Problem details :: Read through the listing below, and copy every line where the string "FeeCurrency" appears.

Segment Start: Records shown

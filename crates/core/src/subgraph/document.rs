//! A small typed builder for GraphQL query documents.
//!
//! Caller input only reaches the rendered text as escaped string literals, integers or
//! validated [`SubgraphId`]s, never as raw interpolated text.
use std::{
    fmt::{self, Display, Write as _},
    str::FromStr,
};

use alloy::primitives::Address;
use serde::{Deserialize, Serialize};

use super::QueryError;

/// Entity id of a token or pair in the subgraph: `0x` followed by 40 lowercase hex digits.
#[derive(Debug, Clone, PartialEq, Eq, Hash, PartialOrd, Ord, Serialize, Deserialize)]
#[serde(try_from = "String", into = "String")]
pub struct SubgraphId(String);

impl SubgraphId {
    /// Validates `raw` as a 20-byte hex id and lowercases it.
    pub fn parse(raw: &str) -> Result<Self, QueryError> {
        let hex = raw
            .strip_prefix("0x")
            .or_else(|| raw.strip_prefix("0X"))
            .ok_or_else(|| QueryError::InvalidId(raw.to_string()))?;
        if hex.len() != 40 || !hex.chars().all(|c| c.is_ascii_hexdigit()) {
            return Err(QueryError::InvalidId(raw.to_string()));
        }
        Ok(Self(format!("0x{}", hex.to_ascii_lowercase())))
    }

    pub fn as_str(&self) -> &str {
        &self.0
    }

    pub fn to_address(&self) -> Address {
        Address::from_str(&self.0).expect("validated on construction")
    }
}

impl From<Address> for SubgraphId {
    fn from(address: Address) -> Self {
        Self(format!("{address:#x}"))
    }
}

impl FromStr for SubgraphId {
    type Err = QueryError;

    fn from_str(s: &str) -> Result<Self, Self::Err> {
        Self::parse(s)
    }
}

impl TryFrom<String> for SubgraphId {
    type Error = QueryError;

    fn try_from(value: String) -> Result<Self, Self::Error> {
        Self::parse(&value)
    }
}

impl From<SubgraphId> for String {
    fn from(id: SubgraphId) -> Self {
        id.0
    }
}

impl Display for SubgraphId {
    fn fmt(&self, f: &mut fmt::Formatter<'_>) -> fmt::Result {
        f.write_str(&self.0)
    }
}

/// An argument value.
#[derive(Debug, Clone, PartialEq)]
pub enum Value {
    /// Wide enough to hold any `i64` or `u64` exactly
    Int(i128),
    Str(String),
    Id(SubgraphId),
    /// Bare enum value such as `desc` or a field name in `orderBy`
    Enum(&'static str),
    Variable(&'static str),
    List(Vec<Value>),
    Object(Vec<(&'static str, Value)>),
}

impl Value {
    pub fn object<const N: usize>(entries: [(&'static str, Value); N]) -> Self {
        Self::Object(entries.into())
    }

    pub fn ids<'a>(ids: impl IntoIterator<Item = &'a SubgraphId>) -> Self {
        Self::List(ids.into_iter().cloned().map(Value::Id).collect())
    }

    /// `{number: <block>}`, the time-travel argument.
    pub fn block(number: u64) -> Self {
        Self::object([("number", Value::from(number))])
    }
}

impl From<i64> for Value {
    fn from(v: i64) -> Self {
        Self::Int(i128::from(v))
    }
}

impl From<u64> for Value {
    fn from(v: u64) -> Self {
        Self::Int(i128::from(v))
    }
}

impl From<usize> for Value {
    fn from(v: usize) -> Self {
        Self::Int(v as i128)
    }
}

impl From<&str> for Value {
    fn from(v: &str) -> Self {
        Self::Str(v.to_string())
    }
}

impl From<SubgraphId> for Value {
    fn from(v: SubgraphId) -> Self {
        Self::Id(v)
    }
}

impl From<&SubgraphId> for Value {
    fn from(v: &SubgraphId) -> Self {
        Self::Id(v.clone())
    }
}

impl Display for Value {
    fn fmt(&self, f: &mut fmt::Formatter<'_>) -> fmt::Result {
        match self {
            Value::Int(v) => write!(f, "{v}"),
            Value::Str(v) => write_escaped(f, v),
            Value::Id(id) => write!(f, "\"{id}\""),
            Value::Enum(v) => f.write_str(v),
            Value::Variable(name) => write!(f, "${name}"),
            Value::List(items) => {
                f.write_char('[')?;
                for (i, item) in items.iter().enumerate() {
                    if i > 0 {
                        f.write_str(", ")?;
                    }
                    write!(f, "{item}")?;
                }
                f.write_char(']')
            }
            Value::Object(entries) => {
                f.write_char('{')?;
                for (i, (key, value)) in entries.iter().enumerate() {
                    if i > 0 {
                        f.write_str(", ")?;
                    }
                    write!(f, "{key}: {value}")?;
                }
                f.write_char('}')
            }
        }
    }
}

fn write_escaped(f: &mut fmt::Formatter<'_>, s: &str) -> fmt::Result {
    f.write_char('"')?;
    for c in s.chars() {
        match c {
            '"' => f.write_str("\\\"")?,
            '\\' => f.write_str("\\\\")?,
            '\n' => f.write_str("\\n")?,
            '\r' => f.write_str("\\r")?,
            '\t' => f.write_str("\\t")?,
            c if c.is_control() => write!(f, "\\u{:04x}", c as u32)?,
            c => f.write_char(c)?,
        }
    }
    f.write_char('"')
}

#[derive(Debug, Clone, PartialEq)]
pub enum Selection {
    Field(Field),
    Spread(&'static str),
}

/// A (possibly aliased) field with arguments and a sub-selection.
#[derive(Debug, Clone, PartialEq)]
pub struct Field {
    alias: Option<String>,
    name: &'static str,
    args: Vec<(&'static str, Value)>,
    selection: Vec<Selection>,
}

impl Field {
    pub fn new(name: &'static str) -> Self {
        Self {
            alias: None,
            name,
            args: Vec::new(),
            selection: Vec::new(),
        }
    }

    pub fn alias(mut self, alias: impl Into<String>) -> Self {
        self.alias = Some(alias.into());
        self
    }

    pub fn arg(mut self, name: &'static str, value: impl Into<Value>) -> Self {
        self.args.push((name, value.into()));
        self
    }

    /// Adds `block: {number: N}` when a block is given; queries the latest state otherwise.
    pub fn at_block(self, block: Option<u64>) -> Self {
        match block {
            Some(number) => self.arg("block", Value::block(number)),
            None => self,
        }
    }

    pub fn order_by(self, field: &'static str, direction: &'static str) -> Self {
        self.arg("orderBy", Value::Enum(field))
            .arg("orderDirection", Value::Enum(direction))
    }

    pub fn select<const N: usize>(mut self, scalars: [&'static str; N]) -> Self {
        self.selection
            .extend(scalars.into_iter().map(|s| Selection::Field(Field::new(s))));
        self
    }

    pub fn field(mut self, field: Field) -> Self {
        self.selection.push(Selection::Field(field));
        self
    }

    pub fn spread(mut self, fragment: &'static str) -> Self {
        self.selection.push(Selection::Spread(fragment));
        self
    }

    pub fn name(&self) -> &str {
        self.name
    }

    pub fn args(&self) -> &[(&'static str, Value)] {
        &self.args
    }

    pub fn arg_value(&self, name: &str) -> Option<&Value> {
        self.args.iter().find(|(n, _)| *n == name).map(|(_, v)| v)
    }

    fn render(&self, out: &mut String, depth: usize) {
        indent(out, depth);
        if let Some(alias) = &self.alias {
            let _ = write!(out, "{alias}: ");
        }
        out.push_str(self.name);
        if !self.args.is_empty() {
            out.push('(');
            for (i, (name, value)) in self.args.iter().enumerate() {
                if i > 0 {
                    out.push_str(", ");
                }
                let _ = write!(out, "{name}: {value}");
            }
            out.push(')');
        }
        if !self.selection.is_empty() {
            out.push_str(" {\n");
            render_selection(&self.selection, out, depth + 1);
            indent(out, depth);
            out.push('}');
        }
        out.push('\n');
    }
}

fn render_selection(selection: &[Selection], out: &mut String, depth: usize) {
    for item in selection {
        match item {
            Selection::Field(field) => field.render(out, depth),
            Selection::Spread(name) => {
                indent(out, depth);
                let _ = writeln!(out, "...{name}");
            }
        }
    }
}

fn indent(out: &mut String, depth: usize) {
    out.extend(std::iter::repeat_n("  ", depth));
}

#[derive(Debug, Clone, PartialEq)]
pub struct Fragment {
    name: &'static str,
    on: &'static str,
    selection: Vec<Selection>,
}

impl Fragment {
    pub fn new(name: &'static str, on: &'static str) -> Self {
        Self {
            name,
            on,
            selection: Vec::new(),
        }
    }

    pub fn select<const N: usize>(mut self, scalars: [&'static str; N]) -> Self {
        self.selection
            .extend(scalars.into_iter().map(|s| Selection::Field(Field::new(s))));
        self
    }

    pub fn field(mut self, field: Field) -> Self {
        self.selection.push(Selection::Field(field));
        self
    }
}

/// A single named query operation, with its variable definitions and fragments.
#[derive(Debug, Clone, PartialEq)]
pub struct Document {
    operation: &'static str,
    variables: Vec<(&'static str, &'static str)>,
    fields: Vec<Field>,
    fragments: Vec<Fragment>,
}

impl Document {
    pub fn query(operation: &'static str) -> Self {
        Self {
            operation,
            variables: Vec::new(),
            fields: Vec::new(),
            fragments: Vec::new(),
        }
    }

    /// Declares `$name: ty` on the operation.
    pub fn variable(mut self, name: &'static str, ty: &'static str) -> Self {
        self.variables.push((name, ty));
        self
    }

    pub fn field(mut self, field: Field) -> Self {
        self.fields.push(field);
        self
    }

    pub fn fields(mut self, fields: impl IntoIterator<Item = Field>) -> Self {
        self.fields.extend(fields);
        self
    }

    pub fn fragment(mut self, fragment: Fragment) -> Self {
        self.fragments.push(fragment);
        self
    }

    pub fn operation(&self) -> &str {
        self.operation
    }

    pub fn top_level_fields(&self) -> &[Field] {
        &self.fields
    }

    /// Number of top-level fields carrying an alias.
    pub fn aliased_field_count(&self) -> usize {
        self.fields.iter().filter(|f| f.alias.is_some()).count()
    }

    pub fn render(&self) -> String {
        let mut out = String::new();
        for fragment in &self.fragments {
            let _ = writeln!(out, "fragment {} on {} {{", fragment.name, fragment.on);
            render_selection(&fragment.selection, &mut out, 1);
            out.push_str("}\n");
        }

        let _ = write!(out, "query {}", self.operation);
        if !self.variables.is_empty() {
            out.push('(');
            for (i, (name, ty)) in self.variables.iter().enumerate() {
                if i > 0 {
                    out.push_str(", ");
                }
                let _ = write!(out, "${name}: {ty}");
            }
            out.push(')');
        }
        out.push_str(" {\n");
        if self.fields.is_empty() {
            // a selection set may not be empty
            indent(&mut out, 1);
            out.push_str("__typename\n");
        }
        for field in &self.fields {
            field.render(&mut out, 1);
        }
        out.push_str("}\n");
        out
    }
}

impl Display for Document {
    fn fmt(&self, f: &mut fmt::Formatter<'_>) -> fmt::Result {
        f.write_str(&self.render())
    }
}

Segment End: Records shown
Segment Start: Records shown

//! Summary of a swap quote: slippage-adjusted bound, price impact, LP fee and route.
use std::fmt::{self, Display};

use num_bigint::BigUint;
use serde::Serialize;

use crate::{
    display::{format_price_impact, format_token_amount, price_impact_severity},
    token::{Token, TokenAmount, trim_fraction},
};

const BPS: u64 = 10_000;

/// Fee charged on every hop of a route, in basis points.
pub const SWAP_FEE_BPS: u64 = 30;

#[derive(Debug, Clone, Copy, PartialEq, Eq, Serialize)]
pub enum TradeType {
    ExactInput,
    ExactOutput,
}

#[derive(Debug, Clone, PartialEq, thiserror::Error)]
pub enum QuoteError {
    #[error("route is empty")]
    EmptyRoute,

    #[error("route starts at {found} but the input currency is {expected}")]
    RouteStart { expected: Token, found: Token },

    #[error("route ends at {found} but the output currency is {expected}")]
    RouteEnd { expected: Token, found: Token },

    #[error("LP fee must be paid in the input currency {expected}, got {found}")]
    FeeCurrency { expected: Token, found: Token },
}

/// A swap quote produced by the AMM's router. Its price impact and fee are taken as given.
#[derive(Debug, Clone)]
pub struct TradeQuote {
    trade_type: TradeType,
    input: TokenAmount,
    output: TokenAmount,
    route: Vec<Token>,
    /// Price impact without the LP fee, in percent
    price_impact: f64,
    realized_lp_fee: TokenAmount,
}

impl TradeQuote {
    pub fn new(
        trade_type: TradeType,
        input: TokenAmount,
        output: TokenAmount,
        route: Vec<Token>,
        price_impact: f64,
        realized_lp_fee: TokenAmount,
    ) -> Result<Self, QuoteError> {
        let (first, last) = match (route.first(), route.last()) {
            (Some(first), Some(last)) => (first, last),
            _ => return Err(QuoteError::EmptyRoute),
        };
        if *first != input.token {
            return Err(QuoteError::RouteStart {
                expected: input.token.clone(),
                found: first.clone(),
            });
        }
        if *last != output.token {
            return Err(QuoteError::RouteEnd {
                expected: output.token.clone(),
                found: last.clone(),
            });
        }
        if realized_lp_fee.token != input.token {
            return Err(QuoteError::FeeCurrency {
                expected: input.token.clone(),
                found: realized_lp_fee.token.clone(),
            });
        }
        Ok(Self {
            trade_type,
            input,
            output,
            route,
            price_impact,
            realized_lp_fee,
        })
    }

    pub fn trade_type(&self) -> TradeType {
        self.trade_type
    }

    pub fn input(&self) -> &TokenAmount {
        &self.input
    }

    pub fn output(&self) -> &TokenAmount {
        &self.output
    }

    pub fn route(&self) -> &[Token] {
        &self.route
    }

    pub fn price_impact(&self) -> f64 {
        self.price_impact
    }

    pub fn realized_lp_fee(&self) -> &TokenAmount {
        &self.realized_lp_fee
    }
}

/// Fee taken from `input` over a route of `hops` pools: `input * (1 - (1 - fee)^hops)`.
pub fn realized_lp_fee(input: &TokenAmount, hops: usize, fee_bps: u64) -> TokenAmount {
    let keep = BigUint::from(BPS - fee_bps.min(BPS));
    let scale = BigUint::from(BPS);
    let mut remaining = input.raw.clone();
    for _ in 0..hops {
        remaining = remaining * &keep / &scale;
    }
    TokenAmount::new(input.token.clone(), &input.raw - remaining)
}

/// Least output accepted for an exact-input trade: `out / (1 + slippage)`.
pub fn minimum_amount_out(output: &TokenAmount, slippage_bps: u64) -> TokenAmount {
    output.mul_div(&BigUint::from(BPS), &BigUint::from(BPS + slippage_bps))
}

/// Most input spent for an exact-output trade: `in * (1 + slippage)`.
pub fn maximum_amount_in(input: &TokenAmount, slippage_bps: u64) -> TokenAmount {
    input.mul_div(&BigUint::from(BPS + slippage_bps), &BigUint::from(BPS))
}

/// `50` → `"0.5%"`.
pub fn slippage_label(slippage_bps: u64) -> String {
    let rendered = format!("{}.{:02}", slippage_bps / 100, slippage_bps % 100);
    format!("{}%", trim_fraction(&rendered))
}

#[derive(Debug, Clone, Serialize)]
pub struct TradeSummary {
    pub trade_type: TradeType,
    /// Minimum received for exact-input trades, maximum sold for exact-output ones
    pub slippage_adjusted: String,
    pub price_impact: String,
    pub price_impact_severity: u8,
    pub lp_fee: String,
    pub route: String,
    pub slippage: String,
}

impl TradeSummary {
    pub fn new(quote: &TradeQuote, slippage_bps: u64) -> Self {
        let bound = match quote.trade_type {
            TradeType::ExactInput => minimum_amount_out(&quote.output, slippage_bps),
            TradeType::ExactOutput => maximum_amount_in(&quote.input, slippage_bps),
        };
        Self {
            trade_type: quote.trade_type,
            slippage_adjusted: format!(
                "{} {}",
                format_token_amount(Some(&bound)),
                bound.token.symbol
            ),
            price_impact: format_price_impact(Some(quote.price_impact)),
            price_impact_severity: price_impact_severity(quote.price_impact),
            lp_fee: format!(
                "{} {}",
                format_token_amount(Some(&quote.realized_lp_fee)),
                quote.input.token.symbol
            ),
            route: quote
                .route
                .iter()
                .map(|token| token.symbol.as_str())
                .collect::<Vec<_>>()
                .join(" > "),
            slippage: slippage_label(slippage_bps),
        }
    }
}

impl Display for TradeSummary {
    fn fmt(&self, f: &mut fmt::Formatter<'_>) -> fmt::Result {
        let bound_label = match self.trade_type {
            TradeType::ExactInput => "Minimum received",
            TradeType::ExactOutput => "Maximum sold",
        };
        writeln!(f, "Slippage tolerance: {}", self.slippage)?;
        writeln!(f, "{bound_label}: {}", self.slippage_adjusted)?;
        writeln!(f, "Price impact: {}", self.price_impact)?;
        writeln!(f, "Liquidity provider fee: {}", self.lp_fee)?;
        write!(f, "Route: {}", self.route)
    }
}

Segment End: Records shown

Reply ::
    FeeCurrency { expected: Token, found: Token },
            return Err(QuoteError::FeeCurrency {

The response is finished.